══ Supplied records
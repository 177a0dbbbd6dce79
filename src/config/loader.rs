//! Configuration loading from disk.

use std::fs;
use std::path::Path;

use crate::config::schema::MonitorConfig;
use crate::config::validation::{validate_config, ValidationError};

/// Error type for configuration loading.
#[derive(Debug)]
pub enum ConfigError {
    Io(std::io::Error),
    Parse(toml::de::Error),
    Validation(Vec<ValidationError>),
}

impl std::fmt::Display for ConfigError {
    fn fmt(&self, f: &mut std::fmt::Formatter<'_>) -> std::fmt::Result {
        match self {
            ConfigError::Io(e) => write!(f, "IO error: {}", e),
            ConfigError::Parse(e) => write!(f, "Parse error: {}", e),
            ConfigError::Validation(errors) => {
                write!(f, "Validation failed: ")?;
                for (i, err) in errors.iter().enumerate() {
                    if i > 0 {
                        write!(f, ", ")?;
                    }
                    write!(f, "{}", err)?;
                }
                Ok(())
            }
        }
    }
}

impl std::error::Error for ConfigError {}

/// Load and validate configuration from a TOML file.
pub fn load_config(path: &Path) -> Result<MonitorConfig, ConfigError> {
    let content = fs::read_to_string(path).map_err(ConfigError::Io)?;
    let config: MonitorConfig = toml::from_str(&content).map_err(ConfigError::Parse)?;

    validate_config(&config).map_err(ConfigError::Validation)?;

    Ok(config)
}

#[cfg(test)]
mod tests {
    use super::*;

    #[test]
    fn missing_file_is_an_io_error() {
        let err = load_config(Path::new("/nonexistent/monitor.toml")).unwrap_err();
        assert!(matches!(err, ConfigError::Io(_)));
    }

    #[test]
    fn invalid_values_fail_validation() {
        let dir = std::env::temp_dir();
        let path = dir.join("sweetpick_monitor_invalid.toml");
        std::fs::write(&path, "[logging]\nbuffer_capacity = 0\n").unwrap();

        let err = load_config(&path).unwrap_err();
        assert!(matches!(err, ConfigError::Validation(_)));

        std::fs::remove_file(&path).unwrap_or_default();
    }
}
════
**What is required**
Look through the entries above and work out how many lines contain the string "loading". Give that number alone.

**Exercise answer**
2